EXERCISE OBJECTIVE -> Across the entries below, how many lines have the string "format" in them? Reply with only the number.

TASK MATERIAL ->
+++

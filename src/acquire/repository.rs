use std::process::Stdio;
use std::sync::LazyLock;

use regex::Regex;
use tokio::process::Command;
use tracing::info;
use url::Url;

use super::{SourceTree, scratch_dir};
use crate::types::{AutodocError, Result};

const ALLOWED_SCHEMES: &[&str] = &["http", "https", "ssh", "git", "file"];

/// `user@host:path/to/repo.git`
static SCP_LIKE: LazyLock<Option<Regex>> =
    LazyLock::new(|| Regex::new(r"^[\w.-]+@[\w.-]+:[\w./~-]+$").ok());

/// Reject anything git would not treat as a remote location.
pub fn validate_repository_url(url: &str) -> Result<()> {
    let url = url.trim();
    let invalid = |reason: &str| {
        Err(AutodocError::Acquisition(format!(
            "Invalid repository URL '{}': {}",
            url, reason
        )))
    };

    if url.is_empty() {
        return invalid("empty");
    }
    // Never let the location be read as a git option.
    if url.starts_with('-') {
        return invalid("must not start with '-'");
    }

    if let Ok(parsed) = Url::parse(url) {
        if !ALLOWED_SCHEMES.contains(&parsed.scheme()) {
            return invalid("unsupported scheme");
        }
        if parsed.scheme() != "file" && parsed.host_str().is_none_or(str::is_empty) {
            return invalid("missing host");
        }
        return Ok(());
    }

    if SCP_LIKE.as_ref().is_some_and(|re| re.is_match(url)) {
        return Ok(());
    }

    invalid("expected http(s), ssh, git, file or user@host:path")
}

/// Shallow-clone a repository into a fresh temporary directory.
///
/// A failed clone removes the partial checkout.
pub async fn clone_repository(url: &str) -> Result<SourceTree> {
    let url = url.trim();
    validate_repository_url(url)?;

    let temp = scratch_dir("autodocs-repo-")?;
    info!("Cloning {} (depth 1)", url);

    let output = Command::new("git")
        .arg("clone")
        .arg("--depth")
        .arg("1")
        .arg("--quiet")
        .arg("--")
        .arg(url)
        .arg(temp.path())
        .env("GIT_TERMINAL_PROMPT", "0")
        .stdin(Stdio::null())
        .stdout(Stdio::null())
        .stderr(Stdio::piped())
        .output()
        .await
        .map_err(|e| AutodocError::Acquisition(format!("Failed to spawn git: {}", e)))?;

    if !output.status.success() {
        let stderr = String::from_utf8_lossy(&output.stderr);
        // Dropping `temp` removes the partial checkout.
        return Err(AutodocError::Acquisition(format!(
            "git clone failed for {}: {}",
            url,
            stderr.trim()
        )));
    }

    Ok(SourceTree::temporary(temp))
}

+++

WRITTEN SOLUTION -> 3